New electric engine improves safety of light aircraft - mhb
http://portal.uc3m.es/portal/page/portal/actualidad_cientifica/noticias/safety_aircraft
======
Already__Taken
Why wouldn't you want to rip out your starter motor, alternator and normal
battery to replace them with this? Get some wins back with regards to weight
and cabin space. I'm assuming some steady use would help keep the battery in
good condition as well as ensuring it's tested and ready to go by definition.

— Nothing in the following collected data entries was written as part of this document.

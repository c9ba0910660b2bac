//! CLI argument parsing and command implementations.

pub mod aggregates;
pub mod args;
pub mod export;
pub mod health;
pub mod history;
pub mod menu;
pub mod projects;
pub mod rebuild;
pub mod stats;
pub mod token;

pub use args::{Cli, Commands, OutputFormat, TokenCommand};

use serde::Serialize;

use crate::core::models::CubeRef;
use crate::core::ApiClient;
use crate::error::Result;

/// Print a value as JSON on stdout.
pub(crate) fn print_json<T: Serialize>(value: &T, pretty: bool) -> Result<()> {
    let json = if pretty {
        serde_json::to_string_pretty(value)?
    } else {
        serde_json::to_string(value)?
    };
    println!("{json}");
    Ok(())
}

/// Resolve the `Project::Cube` display label for an id pair.
pub(crate) async fn cube_label(
    client: &ApiClient,
    project_id: &str,
    cube_id: &str,
) -> Result<String> {
    let projects = client.list_projects().await?;
    Ok(CubeRef::resolve(&projects, project_id, cube_id).display())
}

This being an emergency only thing how does it last? If it needs a new £5000
battery every 5 years just to sit there in case I can imagine many pilots just
not being able to justify it. Given the target market.

------
mmaunder
At the risk of stating the obvious, many crashes would not be affected by
this:

CFIT (controlled flight into terrain). Sadly common, it's how Kennedy junior
died and many others.

Stall/spin. Common on take off and landing and avoidance is a huge emphasis in
training.

Visual flight into instrument conditions. If untrained what often happens is
the pilot will end up in a spin/spiral into the ground or doing a CFIT.

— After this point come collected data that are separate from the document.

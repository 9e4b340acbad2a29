pub mod playthrough;
pub mod reports;
pub mod tester;

pub use playthrough::{AnswerStrategy, Playthrough, describe_view};
pub use tester::*;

Also, running out of gas or engine failure requires the pilot to activate the
backup correctly. Sounds silly, but I recall a pilot crossing the english
channel with her family and forgetting to switch fuel tanks which caused a
crash. Human factors is a huge part of training - so for this to be effective
it needs to be drilled into the pilot's checklist on engine failure. Also this
is time taken away from finding an emergency landing field and trying to
restart the primary engine.

I'd say an interesting comparison is the Cirrus SR20/22 which has a parachute
for the plane. It gives you a great sense of security but that particular
plane is the new "doctor killer" (a name given to the V-Tail Bonanza in the
past).

Curious to see how this will be seen and used by industry.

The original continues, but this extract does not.